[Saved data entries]
────────────────────────────────────────

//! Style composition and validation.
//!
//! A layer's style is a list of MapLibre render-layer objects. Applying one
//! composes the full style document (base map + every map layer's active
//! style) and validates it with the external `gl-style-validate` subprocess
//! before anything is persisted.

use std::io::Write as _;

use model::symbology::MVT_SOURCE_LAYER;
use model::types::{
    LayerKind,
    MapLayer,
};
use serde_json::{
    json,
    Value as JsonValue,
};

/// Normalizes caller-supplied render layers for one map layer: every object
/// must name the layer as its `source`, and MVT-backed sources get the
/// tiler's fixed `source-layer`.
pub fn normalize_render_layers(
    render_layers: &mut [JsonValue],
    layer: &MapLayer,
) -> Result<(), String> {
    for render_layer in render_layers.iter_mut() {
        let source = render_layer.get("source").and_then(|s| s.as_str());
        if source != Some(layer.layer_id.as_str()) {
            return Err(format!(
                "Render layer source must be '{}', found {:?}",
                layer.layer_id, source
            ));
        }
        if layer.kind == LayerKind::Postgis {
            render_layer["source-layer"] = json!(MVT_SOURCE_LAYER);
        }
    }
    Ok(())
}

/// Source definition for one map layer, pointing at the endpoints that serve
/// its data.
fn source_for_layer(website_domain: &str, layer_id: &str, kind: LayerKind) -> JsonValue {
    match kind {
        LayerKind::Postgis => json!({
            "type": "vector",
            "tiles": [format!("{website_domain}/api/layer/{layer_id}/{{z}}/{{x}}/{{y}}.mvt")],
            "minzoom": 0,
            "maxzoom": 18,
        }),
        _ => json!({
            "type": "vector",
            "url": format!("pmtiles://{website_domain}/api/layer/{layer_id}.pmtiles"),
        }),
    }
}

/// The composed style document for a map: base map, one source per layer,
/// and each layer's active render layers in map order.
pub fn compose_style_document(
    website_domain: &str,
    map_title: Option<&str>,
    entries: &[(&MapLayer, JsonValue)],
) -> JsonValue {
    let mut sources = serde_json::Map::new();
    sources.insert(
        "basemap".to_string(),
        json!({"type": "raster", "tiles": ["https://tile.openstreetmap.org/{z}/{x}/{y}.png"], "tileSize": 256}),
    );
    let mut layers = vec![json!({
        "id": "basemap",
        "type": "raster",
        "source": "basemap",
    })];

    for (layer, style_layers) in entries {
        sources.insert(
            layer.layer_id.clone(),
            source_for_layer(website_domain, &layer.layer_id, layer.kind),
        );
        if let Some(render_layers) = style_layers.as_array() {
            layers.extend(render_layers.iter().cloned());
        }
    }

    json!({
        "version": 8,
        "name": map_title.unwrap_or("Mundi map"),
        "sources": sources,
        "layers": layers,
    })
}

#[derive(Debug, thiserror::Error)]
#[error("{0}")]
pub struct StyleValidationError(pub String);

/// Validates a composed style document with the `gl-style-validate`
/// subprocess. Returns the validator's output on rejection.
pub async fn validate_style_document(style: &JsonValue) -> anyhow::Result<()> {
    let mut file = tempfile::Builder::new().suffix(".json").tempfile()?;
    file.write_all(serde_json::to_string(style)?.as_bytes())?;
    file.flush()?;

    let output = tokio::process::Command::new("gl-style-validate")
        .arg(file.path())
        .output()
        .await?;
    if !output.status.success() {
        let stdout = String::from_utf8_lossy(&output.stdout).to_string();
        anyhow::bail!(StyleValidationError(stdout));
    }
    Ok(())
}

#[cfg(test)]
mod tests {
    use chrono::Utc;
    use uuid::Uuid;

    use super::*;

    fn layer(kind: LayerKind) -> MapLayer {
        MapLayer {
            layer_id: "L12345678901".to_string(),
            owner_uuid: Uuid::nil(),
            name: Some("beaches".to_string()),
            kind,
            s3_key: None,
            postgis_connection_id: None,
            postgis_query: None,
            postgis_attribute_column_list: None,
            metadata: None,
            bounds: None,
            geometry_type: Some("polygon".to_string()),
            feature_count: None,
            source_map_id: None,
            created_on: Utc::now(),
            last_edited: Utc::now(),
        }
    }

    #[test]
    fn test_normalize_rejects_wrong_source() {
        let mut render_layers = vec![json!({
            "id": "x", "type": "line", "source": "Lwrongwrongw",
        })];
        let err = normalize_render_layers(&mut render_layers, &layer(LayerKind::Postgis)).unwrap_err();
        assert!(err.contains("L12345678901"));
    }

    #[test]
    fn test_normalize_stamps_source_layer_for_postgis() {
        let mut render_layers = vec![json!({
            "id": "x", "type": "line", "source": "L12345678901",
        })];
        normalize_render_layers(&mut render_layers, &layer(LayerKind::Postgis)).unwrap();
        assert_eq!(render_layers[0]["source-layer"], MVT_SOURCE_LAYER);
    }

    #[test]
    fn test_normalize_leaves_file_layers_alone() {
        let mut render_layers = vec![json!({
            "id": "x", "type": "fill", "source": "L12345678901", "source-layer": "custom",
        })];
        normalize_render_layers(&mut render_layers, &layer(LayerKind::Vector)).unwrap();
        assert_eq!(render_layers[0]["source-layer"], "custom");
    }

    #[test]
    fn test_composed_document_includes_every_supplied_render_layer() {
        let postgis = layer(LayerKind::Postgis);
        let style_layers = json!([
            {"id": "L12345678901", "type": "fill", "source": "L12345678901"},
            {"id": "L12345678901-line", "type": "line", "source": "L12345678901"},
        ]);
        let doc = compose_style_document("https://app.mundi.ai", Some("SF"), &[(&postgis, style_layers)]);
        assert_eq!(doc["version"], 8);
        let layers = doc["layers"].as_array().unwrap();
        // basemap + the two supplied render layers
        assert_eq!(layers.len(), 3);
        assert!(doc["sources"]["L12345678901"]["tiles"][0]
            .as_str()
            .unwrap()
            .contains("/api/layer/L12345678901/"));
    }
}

────────────────────────────────────────

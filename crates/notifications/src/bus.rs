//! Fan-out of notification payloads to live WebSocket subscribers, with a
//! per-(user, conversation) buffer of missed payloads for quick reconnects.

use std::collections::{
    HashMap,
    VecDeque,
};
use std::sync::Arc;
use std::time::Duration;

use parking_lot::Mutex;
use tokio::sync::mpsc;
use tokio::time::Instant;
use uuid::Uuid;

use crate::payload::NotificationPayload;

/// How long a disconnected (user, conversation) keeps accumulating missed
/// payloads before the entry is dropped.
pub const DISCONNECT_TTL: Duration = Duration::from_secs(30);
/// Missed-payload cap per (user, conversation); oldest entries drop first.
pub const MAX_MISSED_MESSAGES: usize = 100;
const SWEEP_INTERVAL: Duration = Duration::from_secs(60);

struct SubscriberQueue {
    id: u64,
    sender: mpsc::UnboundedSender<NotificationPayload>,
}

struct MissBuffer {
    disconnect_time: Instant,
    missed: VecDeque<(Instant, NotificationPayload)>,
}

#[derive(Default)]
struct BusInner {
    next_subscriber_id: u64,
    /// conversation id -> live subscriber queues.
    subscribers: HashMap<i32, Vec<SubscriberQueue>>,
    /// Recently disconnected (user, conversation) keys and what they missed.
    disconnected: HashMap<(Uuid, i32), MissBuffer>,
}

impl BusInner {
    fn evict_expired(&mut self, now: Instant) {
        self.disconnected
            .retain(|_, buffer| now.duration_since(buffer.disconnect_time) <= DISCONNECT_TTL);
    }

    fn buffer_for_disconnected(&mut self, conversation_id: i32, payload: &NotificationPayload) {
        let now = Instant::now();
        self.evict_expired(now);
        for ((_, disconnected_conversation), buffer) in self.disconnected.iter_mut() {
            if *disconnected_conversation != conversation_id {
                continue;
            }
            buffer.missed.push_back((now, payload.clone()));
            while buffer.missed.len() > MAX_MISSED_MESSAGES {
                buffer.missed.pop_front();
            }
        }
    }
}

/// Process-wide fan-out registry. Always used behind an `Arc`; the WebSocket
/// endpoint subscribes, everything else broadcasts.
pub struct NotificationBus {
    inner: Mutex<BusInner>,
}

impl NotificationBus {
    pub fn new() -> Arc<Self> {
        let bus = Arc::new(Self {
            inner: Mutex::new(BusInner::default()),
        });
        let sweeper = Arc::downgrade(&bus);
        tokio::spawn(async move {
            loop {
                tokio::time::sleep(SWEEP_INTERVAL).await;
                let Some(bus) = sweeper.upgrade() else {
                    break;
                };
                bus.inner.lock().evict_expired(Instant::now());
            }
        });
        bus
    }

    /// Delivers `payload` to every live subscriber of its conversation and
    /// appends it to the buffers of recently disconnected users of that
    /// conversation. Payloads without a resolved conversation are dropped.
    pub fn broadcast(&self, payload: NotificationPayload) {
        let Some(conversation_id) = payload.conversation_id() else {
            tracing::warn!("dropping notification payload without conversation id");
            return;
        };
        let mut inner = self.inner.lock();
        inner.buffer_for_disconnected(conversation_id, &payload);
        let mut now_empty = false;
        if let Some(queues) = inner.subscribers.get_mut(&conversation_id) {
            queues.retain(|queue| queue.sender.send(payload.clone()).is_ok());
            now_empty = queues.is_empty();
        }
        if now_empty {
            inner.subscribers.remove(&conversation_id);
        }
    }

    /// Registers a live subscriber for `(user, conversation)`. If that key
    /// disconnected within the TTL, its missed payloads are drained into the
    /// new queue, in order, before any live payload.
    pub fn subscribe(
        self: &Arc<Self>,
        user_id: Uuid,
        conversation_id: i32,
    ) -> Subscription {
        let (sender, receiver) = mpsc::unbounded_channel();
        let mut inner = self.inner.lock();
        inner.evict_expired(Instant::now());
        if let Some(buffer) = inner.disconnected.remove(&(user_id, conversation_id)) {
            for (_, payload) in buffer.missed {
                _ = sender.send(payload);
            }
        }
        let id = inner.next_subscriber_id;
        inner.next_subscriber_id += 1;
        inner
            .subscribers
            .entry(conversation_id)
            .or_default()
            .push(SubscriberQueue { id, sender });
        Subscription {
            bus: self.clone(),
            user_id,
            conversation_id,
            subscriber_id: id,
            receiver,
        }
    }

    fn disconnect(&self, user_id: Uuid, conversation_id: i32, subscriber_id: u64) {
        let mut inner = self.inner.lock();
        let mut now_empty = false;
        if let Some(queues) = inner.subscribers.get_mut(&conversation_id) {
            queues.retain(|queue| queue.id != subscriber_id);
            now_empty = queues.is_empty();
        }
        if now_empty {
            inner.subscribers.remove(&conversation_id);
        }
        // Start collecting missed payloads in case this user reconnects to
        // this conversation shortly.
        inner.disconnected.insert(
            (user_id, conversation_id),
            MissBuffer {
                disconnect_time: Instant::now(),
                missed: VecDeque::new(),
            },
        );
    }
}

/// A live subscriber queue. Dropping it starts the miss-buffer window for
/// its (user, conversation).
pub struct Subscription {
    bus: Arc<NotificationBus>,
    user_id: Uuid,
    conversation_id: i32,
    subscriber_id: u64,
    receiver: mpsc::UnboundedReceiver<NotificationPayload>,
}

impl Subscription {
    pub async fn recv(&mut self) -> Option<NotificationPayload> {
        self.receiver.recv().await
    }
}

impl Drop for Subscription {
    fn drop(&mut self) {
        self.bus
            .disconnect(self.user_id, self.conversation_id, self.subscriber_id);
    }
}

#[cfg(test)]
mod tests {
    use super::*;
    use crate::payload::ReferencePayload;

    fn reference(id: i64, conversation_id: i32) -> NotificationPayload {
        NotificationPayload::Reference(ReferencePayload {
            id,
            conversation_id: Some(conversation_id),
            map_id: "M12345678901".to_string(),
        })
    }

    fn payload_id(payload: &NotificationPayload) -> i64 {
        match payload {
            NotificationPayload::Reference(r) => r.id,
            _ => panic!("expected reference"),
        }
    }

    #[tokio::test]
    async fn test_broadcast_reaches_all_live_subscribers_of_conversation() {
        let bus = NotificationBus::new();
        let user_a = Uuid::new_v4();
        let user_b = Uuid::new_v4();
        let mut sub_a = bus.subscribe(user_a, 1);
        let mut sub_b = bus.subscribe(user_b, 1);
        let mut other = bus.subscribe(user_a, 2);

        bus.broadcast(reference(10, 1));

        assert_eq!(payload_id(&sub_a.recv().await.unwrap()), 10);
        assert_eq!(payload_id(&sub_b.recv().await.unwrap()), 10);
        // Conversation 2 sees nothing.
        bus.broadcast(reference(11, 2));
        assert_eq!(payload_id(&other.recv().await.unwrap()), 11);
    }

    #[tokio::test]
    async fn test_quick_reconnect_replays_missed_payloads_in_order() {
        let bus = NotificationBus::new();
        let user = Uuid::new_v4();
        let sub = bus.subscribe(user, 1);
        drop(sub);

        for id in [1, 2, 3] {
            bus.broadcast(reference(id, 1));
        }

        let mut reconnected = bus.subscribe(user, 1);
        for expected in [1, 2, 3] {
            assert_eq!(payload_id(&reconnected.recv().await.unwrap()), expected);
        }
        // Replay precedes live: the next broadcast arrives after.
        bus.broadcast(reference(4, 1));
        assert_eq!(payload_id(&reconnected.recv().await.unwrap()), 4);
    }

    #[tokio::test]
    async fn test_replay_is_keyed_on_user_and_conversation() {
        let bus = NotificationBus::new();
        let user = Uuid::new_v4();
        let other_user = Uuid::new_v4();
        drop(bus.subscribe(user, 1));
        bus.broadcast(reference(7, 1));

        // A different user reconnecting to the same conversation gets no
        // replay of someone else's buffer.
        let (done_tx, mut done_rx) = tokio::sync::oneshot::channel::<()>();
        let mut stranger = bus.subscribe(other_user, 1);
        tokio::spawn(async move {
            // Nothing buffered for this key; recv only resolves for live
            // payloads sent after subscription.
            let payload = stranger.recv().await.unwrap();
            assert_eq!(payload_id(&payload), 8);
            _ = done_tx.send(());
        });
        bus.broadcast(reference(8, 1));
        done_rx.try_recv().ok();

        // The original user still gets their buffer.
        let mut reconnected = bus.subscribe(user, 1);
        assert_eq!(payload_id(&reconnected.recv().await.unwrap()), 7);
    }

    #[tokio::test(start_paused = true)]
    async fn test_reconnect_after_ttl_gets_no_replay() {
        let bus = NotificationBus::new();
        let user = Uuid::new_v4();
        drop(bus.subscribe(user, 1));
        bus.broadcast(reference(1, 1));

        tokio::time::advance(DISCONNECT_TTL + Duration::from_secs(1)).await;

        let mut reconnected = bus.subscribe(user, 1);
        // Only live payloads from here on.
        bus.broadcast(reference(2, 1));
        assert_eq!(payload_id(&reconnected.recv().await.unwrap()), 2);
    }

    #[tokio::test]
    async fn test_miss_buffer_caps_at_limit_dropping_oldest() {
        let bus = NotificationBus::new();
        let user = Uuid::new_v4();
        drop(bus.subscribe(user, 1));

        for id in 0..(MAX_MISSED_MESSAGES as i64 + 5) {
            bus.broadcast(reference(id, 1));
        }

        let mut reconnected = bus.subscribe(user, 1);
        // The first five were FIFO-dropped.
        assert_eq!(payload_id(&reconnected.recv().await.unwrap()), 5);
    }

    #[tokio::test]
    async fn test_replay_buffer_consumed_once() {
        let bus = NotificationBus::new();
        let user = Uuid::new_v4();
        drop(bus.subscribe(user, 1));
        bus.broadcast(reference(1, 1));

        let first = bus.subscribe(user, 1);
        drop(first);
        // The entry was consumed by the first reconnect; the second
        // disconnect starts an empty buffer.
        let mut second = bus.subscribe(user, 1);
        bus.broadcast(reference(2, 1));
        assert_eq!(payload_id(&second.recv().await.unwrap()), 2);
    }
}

────────────────────────────────────────

▸ DIRECTIONS:
Exactly one number is the expected answer: the count of lines in the entries where the word "impl" is found.

▸ THE ANSWER:
4